Showing posts with label servanthood. Show all posts
Showing posts with label servanthood. Show all posts

Tuesday, November 13, 2007

Servanthood and Sweaty Feet


I come in from the shops and pour myself a big red plastic mug (which should have been put away with the camping stuff) full of water. My mouth, throat and insides feel better now but my feet are complaining. The soft, powdery dust of Africa works itself through my sandals like a fine talc but the result is not similar to a freshly powdered baby after his bath. No, the combination of heat, sweat, suede sandals and talcum-esque dust leaves my feet hot and slippery inside my shoes. Nope, I can't go on till I've balanced on one leg at a time and washed my feet in the sink in my bathroom.

This has me thinking about Jesus washing his disciples' feet.

I'm not planning to study this passage or dissect it or be at all academic and clever about it. I'm just musing. I'm not Mr. Barclay or Mr. Wright. I am Lisa: child-rearer, tea-maker, she who dances to The Monkees.

Jesus removed his outer garment and washed his friends feet more, we believe, to engage in an act of servanthood toward them, than simply to clean the sweat and dust from their feet. Mind you, their feet may well have needed the bath and maybe he was tired of the smell, which possibly gave him the idea.
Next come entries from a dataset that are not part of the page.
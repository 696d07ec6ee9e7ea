//! Public Search

use super::client::Call;
use super::endpoints;
use crate::error::ApiResult;
use crate::models::Consultancy;

/// Verified consultancies offering a course matching `query`, optionally
/// restricted to one country. Either filter may be empty.
pub async fn search_consultancies(query: &str, country: &str) -> ApiResult<Vec<Consultancy>> {
    Call::get(endpoints::SEARCH)
        .query("query", query)
        .query("country", country)
        .send_json()
        .await
}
Who knows? But he bent low, took on the job of a servant, and dealt with their yuck.

Today we sometimes engage in foot washing in our communities of believers. We do it as a symbolic thing, a sign of serving each other. And it's a cool thing. Very cool.

But I was just wondering about this symbol out of its context. Jesus did it IN the context that it was a normal, every day service that servants performed. If you arrived at your friends house, their servant came and washed your feet because it was dusty and hot and you walked through the heat and dust to get there. It was an act of hospitality to make you more comfortable, in the same way that we say, "Can I get you something to drink?"
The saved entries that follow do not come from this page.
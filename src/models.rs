//! Frontend Models
//!
//! Records mirrored from backend responses, plus the request payloads sent
//! back. Missing optional fields default so partial payloads still decode.

use serde::{Deserialize, Serialize};

/// Consultancy record (matches backend)
#[derive(Debug, Clone, PartialEq, Default, Serialize, Deserialize)]
pub struct Consultancy {
    pub id: u32,
    pub name: String,
    #[serde(default)]
    pub address: String,
    #[serde(default)]
    pub description: Option<String>,
    #[serde(default)]
    pub profile_image: Option<String>,
    #[serde(default)]
    pub phone_no: Option<String>,
    #[serde(default, deserialize_with = "null_as_default")]
    pub email: String,
    #[serde(default)]
    pub website: Option<String>,
    #[serde(default, deserialize_with = "null_as_default")]
    pub countries_operated: Vec<String>,
    #[serde(default)]
    pub is_verified: bool,
    #[serde(default, deserialize_with = "null_as_default")]
    pub courses: Vec<Course>,
    #[serde(default)]
    pub is_admin: bool,
    #[serde(default)]
    pub is_consultancy: bool,
}

impl Consultancy {
    pub fn role(&self) -> Role {
        if self.is_admin {
            Role::Admin
        } else if self.is_consultancy {
            Role::Consultancy
        } else {
            Role::Public
        }
    }

    pub fn owns_course(&self, course_id: u32) -> bool {
        self.courses.iter().any(|c| c.id == course_id)
    }
}

/// Course record (matches backend)
#[derive(Debug, Clone, PartialEq, Default, Serialize, Deserialize)]
pub struct Course {
    pub id: u32,
    pub name: String,
    #[serde(default, deserialize_with = "null_as_default")]
    pub tags: Vec<String>,
    #[serde(default)]
    pub consultancy: Option<u32>,
    #[serde(default)]
    pub consultancy_name: Option<String>,
}

/// User account (matches backend)
#[derive(Debug, Clone, PartialEq, Default, Serialize, Deserialize)]
pub struct User {
    pub id: u32,
    pub username: String,
    #[serde(default, deserialize_with = "null_as_default")]
    pub email: String,
    #[serde(default)]
    pub is_consultancy: bool,
    #[serde(default)]
    pub is_staff: bool,
}

impl User {
    pub fn role_label(&self) -> &'static str {
        if self.is_staff {
            "Admin"
        } else if self.is_consultancy {
            "Consultancy"
        } else {
            "User"
        }
    }
}

/// Client-side role, persisted as its lowercase name
#[derive(Debug, Clone, Copy, PartialEq, Eq, Default)]
pub enum Role {
    #[default]
    Public,
    Consultancy,
    Admin,
}

impl Role {
    pub fn as_str(&self) -> &'static str {
        match self {
            Role::Public => "public",
            Role::Consultancy => "consultancy",
            Role::Admin => "admin",
        }
    }

    /// Unknown or missing values read back as `Public`.
    pub fn parse(value: Option<&str>) -> Self {
        match value.map(str::trim) {
            Some("admin") => Role::Admin,
            Some("consultancy") => Role::Consultancy,
            _ => Role::Public,
        }
    }
}

fn null_as_default<'de, D, T>(deserializer: D) -> Result<T, D::Error>
where
    D: serde::Deserializer<'de>,
    T: Default + Deserialize<'de>,
{
    Ok(Option::<T>::deserialize(deserializer)?.unwrap_or_default())
}

// ========================
// Request / Response Payloads
// ========================

#[derive(Debug, Clone, Serialize)]
pub struct LoginRequest<'a> {
    pub username: &'a str,
    pub password: &'a str,
}

#[derive(Debug, Clone, Deserialize)]
pub struct TokenResponse {
    pub token: String,
    #[serde(default)]
    pub consultancy_id: Option<u32>,
}

#[derive(Debug, Clone, Default, PartialEq, Serialize)]
pub struct RegisterRequest {
    pub username: String,
    pub email: String,
    pub password: String,
    pub name: String,
    pub address: String,
}

/// Course fields a consultancy can set on its own courses
#[derive(Debug, Clone, PartialEq, Serialize)]
pub struct CourseDraft {
    pub name: String,
    pub tags: Vec<String>,
}

/// Course fields an admin can set, including the owner
#[derive(Debug, Clone, PartialEq, Serialize)]
pub struct AdminCourseDraft {
    pub name: String,
    pub tags: Vec<String>,
    #[serde(skip_serializing_if = "Option::is_none")]
    pub consultancy: Option<u32>,
}

#[derive(Debug, Clone, Copy, Serialize)]
pub struct CourseIdRequest {
    pub course_id: u32,
}

/// Partial consultancy update. Unset fields are left alone by the backend.
#[derive(Debug, Clone, Default, PartialEq, Serialize)]
pub struct ConsultancyPatch {
    #[serde(skip_serializing_if = "Option::is_none")]
    pub name: Option<String>,
    #[serde(skip_serializing_if = "Option::is_none")]
    pub address: Option<String>,
    #[serde(skip_serializing_if = "Option::is_none")]
    pub email: Option<String>,
    #[serde(skip_serializing_if = "Option::is_none")]
    pub description: Option<String>,
    #[serde(skip_serializing_if = "Option::is_none")]
    pub phone_no: Option<String>,
    #[serde(skip_serializing_if = "Option::is_none")]
    pub website: Option<String>,
    #[serde(skip_serializing_if = "Option::is_none")]
    pub countries_operated: Option<Vec<String>>,
}

/// User fields an admin can set. An empty password is never sent.
#[derive(Debug, Clone, Default, PartialEq, Serialize)]
pub struct UserDraft {
    pub username: String,
    pub email: String,
    #[serde(skip_serializing_if = "Option::is_none")]
    pub password: Option<String>,
    pub is_consultancy: bool,
}

#[cfg(test)]
mod tests {
    use super::*;
    use serde_json::json;

    #[test]
    fn test_decode_search_result() {
        let body = json!([{
            "id": 4,
            "name": "Global Pathways",
            "address": "Putalisadak, Kathmandu",
            "description": null,
            "profile_image": "/media/logos/gp.png",
            "phone_no": "+977 980-0000000",
            "email": "hello@gp.example",
            "website": null,
            "countries_operated": ["USA", "UK"],
            "is_verified": true,
            "courses": [
                {"id": 9, "name": "Nursing", "tags": ["health", "bsc"], "consultancy": 4, "consultancy_name": "Global Pathways"}
            ],
            "is_admin": false,
            "is_consultancy": true
        }]);
        let parsed: Vec<Consultancy> = serde_json::from_value(body).unwrap();
        assert_eq!(parsed.len(), 1);
        assert_eq!(parsed[0].courses[0].tags, vec!["health", "bsc"]);
        assert_eq!(parsed[0].role(), Role::Consultancy);
        assert!(parsed[0].owns_course(9));
        assert!(!parsed[0].owns_course(10));
    }

    #[test]
    fn test_decode_sparse_records() {
        let c: Consultancy = serde_json::from_value(json!({
            "id": 1, "name": "Bare", "email": null, "countries_operated": null
        }))
        .unwrap();
        assert_eq!(c.email, "");
        assert!(c.countries_operated.is_empty());
        assert!(c.courses.is_empty());
        assert_eq!(c.role(), Role::Public);

        let u: User = serde_json::from_value(json!({"id": 2, "username": "root", "is_staff": true})).unwrap();
        assert_eq!(u.role_label(), "Admin");
    }

    #[test]
    fn test_role_from_profile_prefers_admin() {
        let c = Consultancy { is_admin: true, is_consultancy: true, ..Default::default() };
        assert_eq!(c.role(), Role::Admin);
    }

    #[test]
    fn test_role_parse() {
        assert_eq!(Role::parse(Some("admin")), Role::Admin);
        assert_eq!(Role::parse(Some("consultancy")), Role::Consultancy);
        assert_eq!(Role::parse(Some("superuser")), Role::Public);
        assert_eq!(Role::parse(None), Role::Public);
        assert_eq!(Role::parse(Some(Role::Consultancy.as_str())), Role::Consultancy);
    }

    #[test]
    fn test_user_draft_skips_empty_password() {
        let draft = UserDraft { username: "a".into(), email: "a@b.c".into(), password: None, is_consultancy: true };
        let value = serde_json::to_value(&draft).unwrap();
        assert!(value.get("password").is_none());
        assert_eq!(value["is_consultancy"], json!(true));
    }

    #[test]
    fn test_patch_only_sends_set_fields() {
        let patch = ConsultancyPatch { name: Some("New".into()), ..Default::default() };
        assert_eq!(serde_json::to_value(&patch).unwrap(), json!({"name": "New"}));
    }
}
Only offering a person a drink doesn't require me to do anything potentially gross as an act of service for my visitor, does it? And washing someone's feet, (for the most part) is not the same in the neatly paved West as it was all those years ago.

So as I stood there washing my feet under the cool water, I wondered what would be a closer sign of servanthood that we could offer each other.

It's not our culture to all have servants so we do the lowly jobs ourselves, or have city workers who do them. My culturally adapted versions of foot washing include these:

Flossing teeth
Cleaning toilets
Sorting the trash for recycling
Taking the trash out and washing the rubbish bins afterwards

I wonder about Jesus showing up and setting about to clean our toilets or take out our trash. I picture him washing down the sides of the bins afterwards and then grinning at me as he puts them back in their places (recycle, compost, throw) in the kitchen.

It feels base and almost wrong to picture him that way.

Must have felt the same to his disciples.